- **What you should do**:
Give back exactly the lines of the entries below from the line with "use crate::context::ExecutionContext;" to the line with "const CONTRACT: &str", inclusive, and only those.

- **Supplied material**:
####################
//! Netmap contract.
//!
//! Holds the inner ring list, the working view of registered storage nodes,
//! the two epoch snapshots and the network configuration. Every mutation
//! except deployment goes through the quorum gate.
//!
//! Storage layout inside the `netmap` column:
//!
//! | key | value |
//! |---|---|
//! | `innerring` | `Vec<PublicKey>` |
//! | `netmap` | [`WorkingView`] |
//! | `snapshotCurrent`, `snapshotPrevious` | `Vec<NodeInfo>` |
//! | `snapshotEpoch` | `u64` |
//! | `ballots` | [`crate::Ballots`] |
//! | `initconfig` | `bool` |
//! | `config<key>` | `Vec<u8>` |

mod config;
mod membership;
mod node;
mod snapshot;

pub use config::ConfigRecord;
pub use membership::WorkingView;
pub use node::{NetmapEntry, NodeInfo, NodeState};
pub use snapshot::{EpochSnapshots, Generation};

use neofs_config::GovernanceSettings;
use neofs_primitives::PublicKey;
use neofs_store::ColumnId;
use tracing::info;

use crate::ballot::{threshold, BallotLedger, RetentionPolicy, BALLOTS_KEY};
use crate::context::ExecutionContext;
use crate::decision::{DecisionBuilder, DecisionId};
use crate::error::{ContractError, ContractResult};
use crate::inner_ring;
use crate::outcome::{Outcome, Resolution};
use crate::quorum::{Proposal, Quorum};

const CONTRACT: &str = "netmap";

pub(crate) const INNER_RING_KEY: &[u8] = b"innerring";
pub(crate) const NETMAP_KEY: &[u8] = b"netmap";

/// Netmap contract bound to its storage column.
#[derive(Debug, Clone)]
pub struct NetmapContract {
    quorum: Quorum,
    version: u32,
}

impl NetmapContract {
    pub const COLUMN: ColumnId = ColumnId::new("netmap");

    pub fn new(settings: &GovernanceSettings) -> Self {
        let policy = RetentionPolicy::window(settings.block_diff);
        Self {
            quorum: Quorum::new(BallotLedger::new(Self::COLUMN, policy)),
            version: settings.contract_version,
        }
    }

    pub fn ledger(&self) -> &BallotLedger {
        self.quorum.ledger()
    }

    /// Deploys the contract with the initial inner ring.
    pub fn init(
        &self,
        ctx: &mut ExecutionContext<'_>,
        keys: Vec<PublicKey>,
    ) -> ContractResult<()> {
        if ctx
            .load::<Vec<PublicKey>>(Self::COLUMN, INNER_RING_KEY)?
            .is_some()
        {
            return Err(ContractError::AlreadyInitialized { contract: CONTRACT });
        }
        inner_ring::validate(&keys, "init")?;

        ctx.save(Self::COLUMN, INNER_RING_KEY, &keys)?;
        ctx.save(Self::COLUMN, NETMAP_KEY, &WorkingView::default())?;
        EpochSnapshots::default().save(ctx, Self::COLUMN)?;
        ctx.save(Self::COLUMN, BALLOTS_KEY, &crate::ballot::Ballots::new())?;

        ctx.push_log("netmap contract initialized");
        info!(authorities = keys.len(), "netmap contract initialized");
        Ok(())
    }

    /// Current inner ring, read from storage on every call.
    pub fn inner_ring_list(&self, ctx: &ExecutionContext<'_>) -> ContractResult<Vec<PublicKey>> {
        ctx.load(Self::COLUMN, INNER_RING_KEY)?
            .ok_or(ContractError::NotInitialized { contract: CONTRACT })
    }

    /// Votes to replace the inner ring with `keys`.
    pub fn update_inner_ring(
        &self,
        ctx: &mut ExecutionContext<'_>,
        keys: Vec<PublicKey>,
    ) -> ContractResult<Outcome> {
        const METHOD: &str = "updateInnerRing";

        let authorities = self.inner_ring_list(ctx)?;
        let voter = inner_ring::authorize(ctx, &authorities, METHOD)?;
        inner_ring::validate(&keys, METHOD)?;

        let id = DecisionBuilder::new("inner_ring").fields(&keys).finish();
        let proposal = self.proposal(ctx, METHOD, id, voter, &authorities);
        self.quorum.process(ctx, proposal, |ctx| {
            ctx.save(Self::COLUMN, INNER_RING_KEY, &keys)?;
            ctx.push_log("updateInnerRing: inner ring list updated");
            Ok(Resolution::Applied)
        })
    }

    /// Voters recorded for a pending decision. Matches the count the next
    /// vote for `id` adds to, even for a ballot past its retention window.
    pub fn ballot_votes(
        &self,
        ctx: &ExecutionContext<'_>,
        id: &DecisionId,
    ) -> ContractResult<usize> {
        self.ledger().votes(ctx, id)
    }

    /// Drops ballots that expired at the current height.
    pub fn prune_ballots(&self, ctx: &mut ExecutionContext<'_>) -> ContractResult<usize> {
        let now = ctx.height();
        self.ledger().prune(ctx, now)
    }

    pub fn version(&self) -> u32 {
        self.version
    }

    fn working_view(&self, ctx: &ExecutionContext<'_>) -> ContractResult<WorkingView> {
        ctx.load_or_default(Self::COLUMN, NETMAP_KEY)
    }

    /// Refuses voters that are not current authorities with a witness.
    fn ensure_authority(
        ctx: &ExecutionContext<'_>,
        authorities: &[PublicKey],
        voter: &PublicKey,
        method: &'static str,
    ) -> ContractResult<()> {
        if authorities.contains(voter) && ctx.check_witness(voter) {
            Ok(())
        } else {
            Err(ContractError::NotAuthority { method })
        }
    }

    fn proposal(
        &self,
        ctx: &ExecutionContext<'_>,
        method: &'static str,
        id: DecisionId,
        voter: PublicKey,
        authorities: &[PublicKey],
    ) -> Proposal {
        Proposal {
            method,
            id,
            voter,
            freshness: ctx.height(),
            threshold: threshold(authorities.len()),
        }
    }
}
####################
- **Answer to the exercise**:
use crate::context::ExecutionContext;
use crate::decision::{DecisionBuilder, DecisionId};
use crate::error::{ContractError, ContractResult};
use crate::inner_ring;
use crate::outcome::{Outcome, Resolution};
use crate::quorum::{Proposal, Quorum};

const CONTRACT: &str = "netmap";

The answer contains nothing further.